La ruine. L’étranglement fiscal. L’effondrement de l’économie. Bolchevisme ou, mieux, « Venezuela sans pétrole ». De l’extrême droite aux libéraux, le bloc bourgeois ne cesse de crier au désastre en cas de victoire du Nouveau Front populaire (NFP), le 7 juillet, à l’issue des élections législatives.

Le patronat a même prévenu : tout changement d’orientation économique entraînerait « un décrochage durable » de la croissance française. On se demande à quoi sert d’organiser des élections si toute alternance comporte un danger existentiel…

Face à ces multiples procès pour « manque de sérieux économique », ce 21 juin, le NFP a profité de la Fête de la musique pour dévoiler les détails de sa répartition budgétaire. Un plan en trois temps pour faire taire le concert des critiques : 25 milliards d’euros de dépenses en 2024, 100 milliards en 2025 et 150 milliards en 2026 et 2027 – compensés par de nouvelles recettes.

«  Nous sommes les seuls à vous présenter de tels chiffres. », insiste l’insoumis Éric Coquerel, également ancien président de la commission des Finances à l’Assemblée nationale. Même Gabriel Attal ou Bruno Le Maire, bien que jamais les derniers à déconstruire les propositions « ruineuses » de la gauche, n’ont pas jugé bon de détailler leur propre menu.

Comme si la Macronie avait le monopole de la crédibilité, avec sa dette de 3 100 milliards d’euros et sa note dégradée (AA-) dans les agences de notation. La crise du Covid a ici un bon retour. «  La moitié du déficit public depuis 2017 est due aux baisses d’impôts et à l’effondrement des recettes »rappelle l’économiste Michaël Zemmour, sur France Info.

Plus de ruissellement

C’est avec cette logique dite du ruissellement, selon laquelle en multipliant les cadeaux aux plus riches et aux grandes entreprises on stimule la production, la croissance et l’emploi, que le NFP entend briser. «  C’est une politique inefficace, se souvient le sénateur communiste Ian Brossat. Cela réduit les revenus de l’État, sa capacité d’action et finit par justifier l’austérité. En fin de compte, ce sont les classes moyennes qui ont payé le prix des réductions d’impôts pour les plus riches. »

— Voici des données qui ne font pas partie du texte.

impl GffRecord {
    /// Build a record directly.
    pub fn new(
        reference: impl Into<String>,
        interval: Interval,
        feature_type: impl Into<String>,
        attributes: &str,
    ) -> Self {
        Self {
            reference: reference.into(),
            interval,
            score: f32::NAN,
            strand: Strand::Forward,
            feature_type: feature_type.into(),
            attributes: GffAttributes::parse(attributes),
        }
    }

    /// Set the strand.
    pub fn with_strand(mut self, strand: Strand) -> Self {
        self.strand = strand;
        self
    }

    /// Set the score.
    pub fn with_score(mut self, score: f32) -> Self {
        self.score = score;
        self
    }

    /// Parse a GFF/GTF line using the mapping's columns.
    pub fn parse(line: &str, mapping: &ColumnMapping) -> Result<Self, RecordError> {
        let cols = Columns::split(line);
        let reference = cols.required(mapping.chrom, "seqid")?;
        let start = mapping.to_one_based(cols.integer(mapping.start, "start")?);
        let end = cols.integer(mapping.end, "end")?;
        let feature_type = cols.optional(mapping.feature).unwrap_or_default();
        let attributes = mapping
            .attributes
            .and_then(|c| cols.required(c, "attributes").ok())
            .unwrap_or_default();

        Ok(Self::new(reference, Interval::new(start, end), feature_type, attributes)
            .with_score(cols.score(mapping.score)?)
            .with_strand(Strand::from_marker(cols.optional(mapping.strand))))
    }

    /// Reference sequence name.
    pub fn reference(&self) -> &str {
        &self.reference
    }

    /// Feature extent.
    pub fn interval(&self) -> Interval {
        self.interval
    }

    /// Score, NaN when absent.
    pub fn score(&self) -> f32 {
        self.score
    }

    /// Orientation.
    pub fn strand(&self) -> Strand {
        self.strand
    }

    /// Column 3, e.g. `exon`.
    pub fn feature_type(&self) -> &str {
        &self.feature_type
    }

    /// Parsed column 9.
    pub fn attributes(&self) -> &GffAttributes {
        &self.attributes
    }

    /// `transcript` or `mRNA`; the only types that collect exon blocks.
    pub fn is_transcript(&self) -> bool {
        is_type(&self.feature_type, "transcript") || is_type(&self.feature_type, "mRNA")
    }

    /// Whether `child` names this record as its parent.
    ///
    /// Parent and child must sit on the same reference. GFF3 parents need
    /// both `ID` and `Name`; nameless records are treated as plain GFF and
    /// never match through `Parent=`. GTF and plain-GFF children attach to a
    /// transcript sharing their `transcript_id` or implicit group.
    pub fn is_parent_of(&self, child: &GffRecord) -> bool {
        if std::ptr::eq(self, child)
            || self.reference != child.reference
            || self.attributes.dialect != child.attributes.dialect
        {
            return false;
        }
        match self.attributes.dialect {
            AttributeDialect::Gff3 => match (self.attributes.name(), self.attributes.id()) {
                (Some(_), Some(id)) => child.attributes.parents().any(|p| p == id),
                _ => false,
            },
            AttributeDialect::Gtf => {
                self.is_transcript()
                    && self.attributes.transcript_id().is_some()
                    && self.attributes.transcript_id() == child.attributes.transcript_id()
            }
            AttributeDialect::Group => {
                self.is_transcript()
                    && self.attributes.group().is_some()
                    && self.attributes.group() == child.attributes.group()
            }
        }
    }

    /// Range to refetch so that every child of this transcript is seen.
    ///
    /// Returns `None` for non-transcripts and for transcripts already inside
    /// `query`.
    pub fn expanded_range(&self, query: Interval) -> Option<Interval> {
        if !self.is_transcript() || query.contains(&self.interval) {
            return None;
        }
        Some(Interval::new(
            self.interval.start().min(query.start()),
            self.interval.end().max(query.end()),
        ))
    }

    /// Freeze without absorbing anything.
    pub fn into_standalone(self) -> RichIntervalRecord {
        GffRecordBuilder::new(self).build()
    }

    fn display_names(&self) -> (Option<String>, Option<String>) {
        let attrs = &self.attributes;
        let (name, alternate) = match attrs.dialect {
            AttributeDialect::Gff3 => (attrs.name().or(attrs.id()), attrs.alias()),
            AttributeDialect::Gtf => (
                attrs.transcript_id().or(attrs.gene_id()),
                attrs.gene_name().or(attrs.gene_id()),
            ),
            AttributeDialect::Group => (attrs.group(), None),
        };
        (name.map(str::to_string), alternate.map(str::to_string))
    }
}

Face à cette double punition des bas salaires, il est possible d’adopter une politique de dépenses publiques intelligemment orientée, pour stimuler l’économie par le bas et financer les principales bifurcations. «  Nous voulons une politique de relance basée sur la demande, c’est du keynésianisme, ce n’est pas sorcier », soulève le député socialiste Arthur Delaporte. Les caricatures font sourire celui qui est candidat à sa réélection dans le Calvados : «  C’est ce que fait Joe Biden aux Etats-Unis, je ne crois pas que son pays soit ruiné. »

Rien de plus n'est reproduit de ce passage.